PROVIDED RECORDS section start
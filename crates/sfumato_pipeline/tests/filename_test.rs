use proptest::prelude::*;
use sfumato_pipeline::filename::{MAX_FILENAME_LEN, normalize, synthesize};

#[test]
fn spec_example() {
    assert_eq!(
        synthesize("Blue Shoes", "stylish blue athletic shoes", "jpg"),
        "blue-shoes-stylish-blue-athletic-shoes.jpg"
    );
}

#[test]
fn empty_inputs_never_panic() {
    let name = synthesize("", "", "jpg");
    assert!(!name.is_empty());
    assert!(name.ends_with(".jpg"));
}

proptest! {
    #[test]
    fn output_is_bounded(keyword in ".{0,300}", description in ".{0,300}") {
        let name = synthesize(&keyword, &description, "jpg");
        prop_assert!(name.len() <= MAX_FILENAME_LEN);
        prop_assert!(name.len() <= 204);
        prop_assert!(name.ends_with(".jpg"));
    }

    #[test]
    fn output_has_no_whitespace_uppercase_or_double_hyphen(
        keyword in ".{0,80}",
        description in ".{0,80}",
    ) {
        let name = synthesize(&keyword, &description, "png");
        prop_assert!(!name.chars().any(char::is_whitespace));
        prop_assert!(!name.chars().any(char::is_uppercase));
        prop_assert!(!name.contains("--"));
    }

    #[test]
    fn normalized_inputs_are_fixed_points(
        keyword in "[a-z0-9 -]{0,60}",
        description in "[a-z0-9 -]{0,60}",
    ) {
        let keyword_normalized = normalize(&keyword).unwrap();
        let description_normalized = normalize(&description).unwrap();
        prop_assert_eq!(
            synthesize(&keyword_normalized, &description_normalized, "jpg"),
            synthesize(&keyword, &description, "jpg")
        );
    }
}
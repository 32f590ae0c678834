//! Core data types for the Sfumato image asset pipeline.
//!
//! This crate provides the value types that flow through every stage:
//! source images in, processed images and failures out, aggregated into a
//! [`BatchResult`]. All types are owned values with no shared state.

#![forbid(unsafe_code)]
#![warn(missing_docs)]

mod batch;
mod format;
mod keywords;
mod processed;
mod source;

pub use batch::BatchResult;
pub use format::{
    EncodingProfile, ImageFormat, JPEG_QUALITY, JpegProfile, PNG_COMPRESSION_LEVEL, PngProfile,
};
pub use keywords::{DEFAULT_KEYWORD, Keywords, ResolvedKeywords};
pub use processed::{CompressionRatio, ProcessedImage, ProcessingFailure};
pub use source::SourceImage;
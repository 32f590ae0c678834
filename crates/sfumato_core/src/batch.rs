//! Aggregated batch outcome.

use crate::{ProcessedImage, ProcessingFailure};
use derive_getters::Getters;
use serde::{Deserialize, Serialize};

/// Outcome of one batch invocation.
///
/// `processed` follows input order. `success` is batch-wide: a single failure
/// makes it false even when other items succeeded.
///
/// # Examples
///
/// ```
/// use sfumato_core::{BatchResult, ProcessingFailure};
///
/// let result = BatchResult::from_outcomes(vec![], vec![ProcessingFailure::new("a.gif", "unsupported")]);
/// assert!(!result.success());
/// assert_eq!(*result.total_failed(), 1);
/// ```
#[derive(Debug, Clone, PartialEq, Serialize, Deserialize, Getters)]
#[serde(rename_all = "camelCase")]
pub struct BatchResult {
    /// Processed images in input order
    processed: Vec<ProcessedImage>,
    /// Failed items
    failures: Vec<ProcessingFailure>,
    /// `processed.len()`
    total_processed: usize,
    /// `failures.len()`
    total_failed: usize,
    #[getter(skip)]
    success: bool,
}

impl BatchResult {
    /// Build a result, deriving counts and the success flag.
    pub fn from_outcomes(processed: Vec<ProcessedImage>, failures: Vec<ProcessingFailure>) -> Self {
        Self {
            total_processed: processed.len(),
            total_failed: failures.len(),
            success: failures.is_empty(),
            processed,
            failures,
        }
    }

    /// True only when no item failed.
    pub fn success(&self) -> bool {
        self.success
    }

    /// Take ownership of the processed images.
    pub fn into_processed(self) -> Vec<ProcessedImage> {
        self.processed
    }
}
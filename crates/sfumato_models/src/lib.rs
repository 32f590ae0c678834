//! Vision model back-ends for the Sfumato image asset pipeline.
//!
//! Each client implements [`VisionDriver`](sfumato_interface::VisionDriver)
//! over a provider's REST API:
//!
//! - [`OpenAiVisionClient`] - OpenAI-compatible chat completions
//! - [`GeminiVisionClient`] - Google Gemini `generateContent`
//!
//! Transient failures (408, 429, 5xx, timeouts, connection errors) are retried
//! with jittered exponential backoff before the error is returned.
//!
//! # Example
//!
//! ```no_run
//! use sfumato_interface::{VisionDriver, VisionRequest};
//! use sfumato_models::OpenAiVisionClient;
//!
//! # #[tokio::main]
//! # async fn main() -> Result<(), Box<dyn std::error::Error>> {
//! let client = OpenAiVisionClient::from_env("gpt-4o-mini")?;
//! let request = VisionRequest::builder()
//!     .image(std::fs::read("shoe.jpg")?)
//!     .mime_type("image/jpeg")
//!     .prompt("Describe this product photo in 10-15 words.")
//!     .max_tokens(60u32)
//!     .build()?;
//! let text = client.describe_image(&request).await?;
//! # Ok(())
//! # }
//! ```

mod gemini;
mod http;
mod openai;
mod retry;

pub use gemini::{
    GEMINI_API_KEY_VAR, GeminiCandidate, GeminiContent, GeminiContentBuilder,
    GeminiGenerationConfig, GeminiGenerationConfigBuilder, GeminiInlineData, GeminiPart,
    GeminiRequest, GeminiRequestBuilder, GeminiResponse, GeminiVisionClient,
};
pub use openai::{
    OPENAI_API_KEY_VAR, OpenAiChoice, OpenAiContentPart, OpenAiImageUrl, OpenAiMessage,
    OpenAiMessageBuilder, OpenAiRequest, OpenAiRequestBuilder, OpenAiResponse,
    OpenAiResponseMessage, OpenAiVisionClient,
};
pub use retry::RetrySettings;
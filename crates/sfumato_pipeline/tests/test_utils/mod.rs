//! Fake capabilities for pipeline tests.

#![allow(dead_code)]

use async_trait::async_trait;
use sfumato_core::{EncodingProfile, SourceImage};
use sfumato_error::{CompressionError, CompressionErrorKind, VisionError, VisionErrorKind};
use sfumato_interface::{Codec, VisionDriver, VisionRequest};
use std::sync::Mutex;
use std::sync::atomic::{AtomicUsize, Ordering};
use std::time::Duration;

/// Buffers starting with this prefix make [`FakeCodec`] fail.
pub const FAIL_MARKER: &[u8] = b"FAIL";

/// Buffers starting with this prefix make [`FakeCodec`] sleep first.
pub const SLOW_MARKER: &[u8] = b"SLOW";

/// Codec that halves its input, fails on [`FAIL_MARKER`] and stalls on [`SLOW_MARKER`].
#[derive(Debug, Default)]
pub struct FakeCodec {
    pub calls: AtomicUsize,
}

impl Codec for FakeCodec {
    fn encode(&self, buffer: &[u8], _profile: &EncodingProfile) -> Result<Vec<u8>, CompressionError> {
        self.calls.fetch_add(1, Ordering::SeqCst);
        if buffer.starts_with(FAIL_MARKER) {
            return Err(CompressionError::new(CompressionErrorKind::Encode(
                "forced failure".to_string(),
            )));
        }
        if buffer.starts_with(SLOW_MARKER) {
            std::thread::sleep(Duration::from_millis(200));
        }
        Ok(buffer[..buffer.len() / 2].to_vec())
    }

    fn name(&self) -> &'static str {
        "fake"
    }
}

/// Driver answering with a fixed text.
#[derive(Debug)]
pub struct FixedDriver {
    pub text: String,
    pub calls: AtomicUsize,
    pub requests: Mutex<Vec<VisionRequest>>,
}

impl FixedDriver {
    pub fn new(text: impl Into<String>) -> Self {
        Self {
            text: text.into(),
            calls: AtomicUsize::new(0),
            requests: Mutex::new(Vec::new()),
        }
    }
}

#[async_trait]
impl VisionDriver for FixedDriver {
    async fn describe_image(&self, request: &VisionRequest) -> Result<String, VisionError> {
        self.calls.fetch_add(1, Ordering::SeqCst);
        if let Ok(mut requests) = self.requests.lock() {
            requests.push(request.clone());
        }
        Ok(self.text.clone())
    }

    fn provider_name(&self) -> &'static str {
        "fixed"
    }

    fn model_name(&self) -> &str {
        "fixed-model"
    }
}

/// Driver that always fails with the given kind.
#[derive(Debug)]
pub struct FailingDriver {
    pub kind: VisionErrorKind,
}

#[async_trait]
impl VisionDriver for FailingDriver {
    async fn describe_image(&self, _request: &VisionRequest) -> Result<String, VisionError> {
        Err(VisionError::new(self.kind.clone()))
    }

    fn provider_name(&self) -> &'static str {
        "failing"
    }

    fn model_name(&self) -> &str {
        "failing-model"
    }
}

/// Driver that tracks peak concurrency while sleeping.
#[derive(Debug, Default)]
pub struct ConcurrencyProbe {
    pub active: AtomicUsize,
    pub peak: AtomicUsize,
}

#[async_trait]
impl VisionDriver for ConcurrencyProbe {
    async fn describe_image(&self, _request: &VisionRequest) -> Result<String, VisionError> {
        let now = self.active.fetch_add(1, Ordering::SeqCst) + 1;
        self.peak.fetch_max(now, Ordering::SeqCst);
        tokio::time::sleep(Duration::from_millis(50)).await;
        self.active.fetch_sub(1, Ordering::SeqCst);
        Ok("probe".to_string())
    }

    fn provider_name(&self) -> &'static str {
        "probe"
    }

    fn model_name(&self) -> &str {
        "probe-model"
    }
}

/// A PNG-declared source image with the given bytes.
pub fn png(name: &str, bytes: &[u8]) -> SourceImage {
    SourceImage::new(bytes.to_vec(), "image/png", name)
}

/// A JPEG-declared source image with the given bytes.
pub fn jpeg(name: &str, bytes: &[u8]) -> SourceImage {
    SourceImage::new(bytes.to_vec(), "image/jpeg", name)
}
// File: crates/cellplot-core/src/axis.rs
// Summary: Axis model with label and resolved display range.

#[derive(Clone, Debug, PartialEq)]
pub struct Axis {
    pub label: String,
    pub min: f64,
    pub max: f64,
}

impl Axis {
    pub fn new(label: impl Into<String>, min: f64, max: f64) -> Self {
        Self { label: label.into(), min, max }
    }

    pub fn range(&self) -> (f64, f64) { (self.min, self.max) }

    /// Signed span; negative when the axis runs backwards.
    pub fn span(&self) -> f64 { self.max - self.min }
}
PROVIDED RECORDS section end
__PROBLEM TO SOLVE__
Set down each line of the material verbatim, from the first line through the line that contains "fn output_is_bounded(keyword in".

__YOUR RESPONSE__
filename crates/sfumato_pipeline/tests/filename_test.rs
use proptest::prelude::*;
use sfumato_pipeline::filename::{MAX_FILENAME_LEN, normalize, synthesize};

#[test]
fn spec_example() {
    assert_eq!(
        synthesize("Blue Shoes", "stylish blue athletic shoes", "jpg"),
        "blue-shoes-stylish-blue-athletic-shoes.jpg"
    );
}

#[test]
fn empty_inputs_never_panic() {
    let name = synthesize("", "", "jpg");
    assert!(!name.is_empty());
    assert!(name.ends_with(".jpg"));
}

proptest! {
    #[test]
    fn output_is_bounded(keyword in ".{0,300}", description in ".{0,300}") {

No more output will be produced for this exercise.